Başlığa bakıp “nasıl oluyor?” derseniz solun çok büyük laflar (kapitalizmi yıkacak tek unsur olarak kendisini göstermek) edip hiçbir şey yapmamasını özetleyen ünlü atasözüne benzeyen bir özet diyebilirim. Şu anda hangi gelişme olsa (savaş çıkma ihtimali bile olsa) solun yerinden hiç kalkmayan buda heykeli edasıyla kapitalizmi ve emperyalizmi doğrudan yıkma vaadi dağıttığını görürsünüz. Size iktidarı alma havasında konuşuyordur. Peki doğrudan sitemi yıkma hamlesi var mıdır tabi ki yoktur. Bunun için kendisini hiçbir zaman hazır hissetmemektedir. Korkarım oturduğu yerden kalkamayan buda heykeli olarak kalacaktır.
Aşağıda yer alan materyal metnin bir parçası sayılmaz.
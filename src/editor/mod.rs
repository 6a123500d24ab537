//! Editor state and mode management.
//!
//! This module holds the modal state machine the key actions drive: the
//! current mode, the observable state store, caret navigation over the
//! outline, deferred work, and the mode indicator.
//!
//! # Modules
//!
//! - `mode`: Editor mode enumeration
//! - `state`: Observable mode state (mode, caret anchor, pending retries)
//! - `cursor`: Caret movement across the visible outline
//! - `timers`: Deferred work on a logical clock
//! - `indicator`: Mode label kept in sync with the state
//!
//! # Example
//!
//! ```
//! use vimflowy::editor::mode::Mode;
//!
//! // Editor starts in Normal mode
//! let mode = Mode::default();
//! assert_eq!(mode, Mode::Normal);
//! ```

pub mod cursor;
pub mod indicator;
pub mod mode;
pub mod state;
pub mod timers;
Genel seçimler de AKP karşıtlığında buluşmak sistem içi çözümdür bu nedenle kenardadır, Erdoğan erken seçim için savaşı bile göze almaktadır sadece koalisyon formüllerine karşı çıkmakla yetinir, toplumda %13 olmuşuzdur umurunda değildir, savaş tehlikesi önümüze gelir bu sefer de birlikte iş yapacakları kendine göre emperyalizm karşıtı olmadığı için harekete geçmeyecektir.
Bu familya hiç bir zaman Gezi sürecinde AKP’ye karşı siyasetin tüm kesimleriyle mücadele ettiğini şimdi niye mücadele etmediğini açıklayamayacaktır. Kendisini safkan antikapitalist safkan antiemperyalist ilan ederek bir besin kaynağı aramaktadır ama besin olacak bir yanı yoktur.
CHP antikapitalist mi?
Bahsi geçen kesimlerin pek çok momentte CHP ile iş yapmayı hiçbir biçimde sorun etmediğini CHP’ye oy kaptıracak siyasi çalışmaları yıllarca yaptığını açık ve seçik olarak biliyoruz, mesela Kürt sorununda hep aynı yerde durdular. Peki CHP antiemperyalist midir? Tabi ki hayır, AB’yi savunur, emperyalistlerle müzakere halindedir, burjuva sınıfı ile işbirliği içindedir, özelleştirmeleri reddetmez. Ulusalcılık kotasından anlaşmaktadırlar CHP’ye vize vardır, yürür giderler. Bu çelişkili duruma da cevap veren bir yiğit çıkarsa seviniriz.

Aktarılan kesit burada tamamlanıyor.